應用蛋白質呈色反應可測定溶液中蛋白質含量
[編輯]- 茚三酮反應 胺基酸與茚三酮供熱,發生紫色反應(脯氨酸與茚三酮反應生成黃色);
- 雙縮脲反應 含有多個肽鍵的蛋白質和肽在鹼性溶液中加熱可與銅離子作用生成紫紅色的絡合物。胺基酸不出現此反應。
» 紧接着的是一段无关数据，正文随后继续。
//! Upstream source implementations for the latest Go version

pub mod go_dev;
pub mod playground;

pub use go_dev::GoDevSource;
pub use playground::PlaygroundSource;

use crate::version::context::Context;
use crate::version::error::SourceError;

/// Sends a GET request to `url`, aborting if `ctx` ends first
async fn send_get(
    client: &reqwest::Client,
    url: &str,
    ctx: &Context,
) -> Result<reqwest::Response, SourceError> {
    let parsed = reqwest::Url::parse(url).map_err(|source| SourceError::InvalidUrl {
        url: url.to_string(),
        source,
    })?;

    ctx.run(client.get(parsed).send())
        .await?
        .map_err(SourceError::Transport)
}

/// Reads the whole response body as text, aborting if `ctx` ends first
async fn read_text(response: reqwest::Response, ctx: &Context) -> Result<String, SourceError> {
    ctx.run(response.text()).await?.map_err(SourceError::BodyRead)
}
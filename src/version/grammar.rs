//! Go toolchain version syntax
//!
//! Accepted forms follow the `go` command's own rules:
//! - Release: go1, go1.21, go1.21.0
//! - Prerelease: go1.21rc1, go1.21beta2 (only after the minor version)
//! - Vendor suffix: go1.21.0-bigcorp (everything after `-` is ignored)
//!
//! Numbers never carry leading zeros.

/// Reports whether `version` is a valid Go toolchain version
pub fn is_valid(version: &str) -> bool {
    let Some(rest) = strip_go_prefix(version) else {
        return false;
    };
    parse_release(rest).is_some()
}

fn strip_go_prefix(version: &str) -> Option<&str> {
    let version = version.split_once('-').map_or(version, |(head, _)| head);
    version.strip_prefix("go")
}

/// Checks a release such as `1.21rc1` with the `go` prefix removed
fn parse_release(x: &str) -> Option<()> {
    let (_major, x) = cut_int(x)?;
    if x.is_empty() {
        return Some(());
    }

    let x = x.strip_prefix('.')?;
    let (_minor, x) = cut_int(x)?;
    if x.is_empty() {
        return Some(());
    }

    if let Some(x) = x.strip_prefix('.') {
        // Prereleases are not allowed on patch releases
        let (_patch, x) = cut_int(x)?;
        return x.is_empty().then_some(());
    }

    let kind_len = x.bytes().take_while(|b| !b.is_ascii_digit()).count();
    let (kind, x) = x.split_at(kind_len);
    if kind.is_empty() || !kind.bytes().all(|b| b.is_ascii_lowercase()) {
        return None;
    }
    if x.is_empty() {
        return Some(());
    }

    let (_pre, x) = cut_int(x)?;
    x.is_empty().then_some(())
}

/// Splits off a leading decimal number without leading zeros
fn cut_int(x: &str) -> Option<(&str, &str)> {
    let len = x.bytes().take_while(|b| b.is_ascii_digit()).count();
    if len == 0 || (len > 1 && x.starts_with('0')) {
        return None;
    }
    Some(x.split_at(len))
}
use std::fmt;

use chrono::{DateTime, Utc};
use serde::Serialize;

/// Upstream that produced a [`LatestVersion`]
#[derive(Debug, Clone, Copy, PartialEq, Eq, Hash, Serialize)]
#[serde(rename_all = "lowercase")]
pub enum Origin {
    /// go.dev/VERSION text feed
    Primary,
    /// Go Playground version endpoint
    Secondary,
}

impl Origin {
    pub fn as_str(&self) -> &'static str {
        match self {
            Origin::Primary => "primary",
            Origin::Secondary => "secondary",
        }
    }

    /// Human readable name of the upstream endpoint
    pub fn endpoint(&self) -> &'static str {
        match self {
            Origin::Primary => "go.dev/VERSION?m=text",
            Origin::Secondary => "play.golang.org/version",
        }
    }
}

impl fmt::Display for Origin {
    fn fmt(&self, f: &mut fmt::Formatter<'_>) -> fmt::Result {
        f.write_str(self.as_str())
    }
}

/// The latest released Go version as reported by one upstream
#[derive(Debug, Clone, PartialEq, Eq, Serialize)]
#[serde(rename_all = "camelCase")]
pub struct LatestVersion {
    /// Toolchain identifier, e.g. `go1.24.2`
    pub version: String,
    /// When the upstream recorded this version. Only go.dev reports it.
    pub observed_at: Option<DateTime<Utc>>,
    pub origin: Origin,
}

impl LatestVersion {
    pub fn primary(version: String, observed_at: DateTime<Utc>) -> Self {
        Self {
            version,
            observed_at: Some(observed_at),
            origin: Origin::Primary,
        }
    }

    pub fn secondary(version: String) -> Self {
        Self {
            version,
            observed_at: None,
            origin: Origin::Secondary,
        }
    }
}
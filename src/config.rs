use std::path::{Path, PathBuf};

use serde::Deserialize;
use thiserror::Error;

// =============================================================================
// Upstream endpoints
// =============================================================================

/// Canonical plain-text feed of the latest Go release
pub const DEFAULT_PRIMARY_URL: &str = "https://go.dev/VERSION?m=text";

/// Base URL of the Go Playground, whose `/version` endpoint is the fallback
pub const DEFAULT_SECONDARY_URL: &str = "https://play.golang.org";

/// User agent sent with every request
pub const USER_AGENT: &str = "golatest";

// =============================================================================
// Time-related constants
// =============================================================================

/// Maximum age of the go.dev timestamp before falling back (30 days)
pub const DEFAULT_STALENESS_THRESHOLD_MS: i64 = 30 * 24 * 60 * 60 * 1000;

/// Default deadline the CLI applies to a whole resolve (30 seconds)
pub const FETCH_TIMEOUT_MS: u64 = 30_000;

/// Resolver configuration
#[derive(Debug, Clone, Deserialize, PartialEq)]
#[serde(default, rename_all = "camelCase")]
pub struct ResolverConfig {
    pub primary_url: String,
    pub secondary_url: String,
    /// Staleness threshold in milliseconds
    pub staleness_threshold: i64,
    /// Consult the Playground when go.dev is stale
    pub fallback: bool,
}

impl Default for ResolverConfig {
    fn default() -> Self {
        Self {
            primary_url: DEFAULT_PRIMARY_URL.to_string(),
            secondary_url: DEFAULT_SECONDARY_URL.to_string(),
            staleness_threshold: DEFAULT_STALENESS_THRESHOLD_MS,
            fallback: true,
        }
    }
}

#[derive(Debug, Error)]
pub enum ConfigError {
    #[error("failed to read config {path:?}: {source}")]
    Io {
        path: PathBuf,
        #[source]
        source: std::io::Error,
    },

    #[error("failed to parse config {path:?}: {source}")]
    Parse {
        path: PathBuf,
        #[source]
        source: serde_json::Error,
    },
}

impl ResolverConfig {
    /// Loads a JSON configuration file. Missing fields keep their defaults.
    pub fn load(path: &Path) -> Result<Self, ConfigError> {
        let content = std::fs::read_to_string(path).map_err(|source| ConfigError::Io {
            path: path.to_path_buf(),
            source,
        })?;
        serde_json::from_str(&content).map_err(|source| ConfigError::Parse {
            path: path.to_path_buf(),
            source,
        })
    }
}
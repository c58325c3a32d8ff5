pub mod config;
pub mod version;

pub use version::fetch_latest;
use std::path::PathBuf;
use std::time::Duration;

use anyhow::Context as _;
use clap::Parser;
use go_latest::config::{FETCH_TIMEOUT_MS, ResolverConfig};
use go_latest::version::Resolver;
use go_latest::version::context::Context;
use tracing::debug;

mod logging;

#[derive(Parser)]
#[command(name = "golatest")]
#[command(version, about = "Print the latest released Go version")]
struct Cli {
    /// Print the full result as JSON
    #[arg(long)]
    json: bool,

    /// JSON configuration file
    #[arg(long, value_name = "PATH")]
    config: Option<PathBuf>,

    /// Deadline for the whole lookup in milliseconds
    #[arg(long, value_name = "MS", default_value_t = FETCH_TIMEOUT_MS)]
    timeout: u64,

    /// Write JSON logs to this file instead of stderr
    #[arg(long, value_name = "PATH")]
    log_file: Option<PathBuf>,
}

fn main() -> anyhow::Result<()> {
    let cli = Cli::parse();
    let _guard = logging::init(cli.log_file.as_deref())?;

    tokio::runtime::Builder::new_multi_thread()
        .enable_all()
        .build()?
        .block_on(run(cli))
}

async fn run(cli: Cli) -> anyhow::Result<()> {
    let config = match &cli.config {
        Some(path) => ResolverConfig::load(path)?,
        None => ResolverConfig::default(),
    };
    debug!("Resolving with {:?}", config);
    let resolver = Resolver::from_config(config);

    let (ctx, cancel) = Context::background()
        .with_timeout(Duration::from_millis(cli.timeout))
        .with_cancel();
    tokio::spawn(async move {
        if tokio::signal::ctrl_c().await.is_ok() {
            cancel.cancel();
        }
    });

    let latest = resolver
        .resolve_latest(&ctx)
        .await
        .context("failed to fetch latest Go's version")?;

    if cli.json {
        println!("{}", serde_json::to_string(&latest)?);
    } else {
        println!("{}", latest.version);
    }
    Ok(())
}
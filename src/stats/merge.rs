//! Cross-repository merge algebra. Contributor merges are exact integer
//! sums keyed by (user, week epoch); PR merges sum the counters and
//! re-weight the duration averages by the counts they were computed over.

use indexmap::map::Entry;
use indexmap::IndexMap;

use crate::stats::types::{CommitTotals, ContributorWeekStat, UserContributorStats, UserPrStats};

/// Combine already-computed averages by re-weighting each with the sample
/// count it was derived from. Zero total weight yields 0 so merging two
/// empty categories never divides by zero.
pub fn weighted_average(pairs: &[(f64, u64)]) -> f64 {
    let total_weight: u64 = pairs.iter().map(|(_, w)| w).sum();
    if total_weight == 0 {
        return 0.0;
    }
    let weighted_sum: f64 = pairs.iter().map(|(v, w)| v * *w as f64).sum();
    weighted_sum / total_weight as f64
}

/// Fold one repository's per-user PR stats into the running cross-repository
/// map. Counters sum; each average is re-weighted against the running
/// total's accumulated count before that count is advanced.
pub fn merge_pr_stats(
    mut acc: IndexMap<String, UserPrStats>,
    next: Vec<UserPrStats>,
) -> IndexMap<String, UserPrStats> {
    for stat in next {
        match acc.entry(stat.login.clone()) {
            Entry::Vacant(slot) => {
                slot.insert(stat);
            }
            Entry::Occupied(mut slot) => {
                let existing = slot.get_mut();
                existing.average_time_to_merge = weighted_average(&[
                    (existing.average_time_to_merge, existing.total_merged_prs),
                    (stat.average_time_to_merge, stat.total_merged_prs),
                ]);
                existing.average_time_to_close_not_merged = weighted_average(&[
                    (
                        existing.average_time_to_close_not_merged,
                        existing.total_closed_not_merged_prs,
                    ),
                    (
                        stat.average_time_to_close_not_merged,
                        stat.total_closed_not_merged_prs,
                    ),
                ]);
                existing.average_pr_open_duration = weighted_average(&[
                    (existing.average_pr_open_duration, existing.total_open_prs),
                    (stat.average_pr_open_duration, stat.total_open_prs),
                ]);
                existing.total_prs += stat.total_prs;
                existing.total_merged_prs += stat.total_merged_prs;
                existing.total_closed_not_merged_prs += stat.total_closed_not_merged_prs;
                existing.total_open_prs += stat.total_open_prs;
            }
        }
    }
    acc
}

/// Fold one repository's contributor series into the running map. Week rows
/// for the same user merge by exact epoch with component-wise sums, and the
/// merged sequence is kept ordered by time, so the fold is commutative up to
/// user discovery order.
pub fn merge_contributor_stats(
    mut acc: IndexMap<String, UserContributorStats>,
    next: Vec<UserContributorStats>,
) -> IndexMap<String, UserContributorStats> {
    for stat in next {
        match acc.entry(stat.login.clone()) {
            Entry::Vacant(slot) => {
                slot.insert(stat);
            }
            Entry::Occupied(mut slot) => {
                let existing = slot.get_mut();
                existing.total_commits += stat.total_commits;
                for week in stat.weeks {
                    match existing
                        .weeks
                        .iter_mut()
                        .find(|w| w.week_epoch_seconds == week.week_epoch_seconds)
                    {
                        Some(row) => {
                            row.additions += week.additions;
                            row.deletions += week.deletions;
                            row.commits += week.commits;
                        }
                        None => existing.weeks.push(week),
                    }
                }
                existing.weeks.sort_by_key(|w| w.week_epoch_seconds);
            }
        }
    }
    acc
}

/// Component-wise totals over a merged week sequence.
pub fn week_totals(weeks: &[ContributorWeekStat]) -> CommitTotals {
    weeks.iter().fold(CommitTotals::default(), |acc, week| {
        CommitTotals {
            additions: acc.additions + week.additions,
            deletions: acc.deletions + week.deletions,
            commits: acc.commits + week.commits,
        }
    })
}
當蛋白質溶液中蛋白質的水解不斷增多時,胺基酸濃度上升,其雙縮脲呈色的深度就逐漸下降,因此雙縮脲反應可檢測蛋白質的水解程度;
- 蛋白質分子中酪氨酸殘基在鹼性條件下能與酚試劑(磷鎢酸和磷鉬酸)反應生成藍色化合物;
- 坂口反應——精氨酸,呈紅色;
- 黃色反應——芳香族胺基酸(其中以酪氨酸最容易進行)。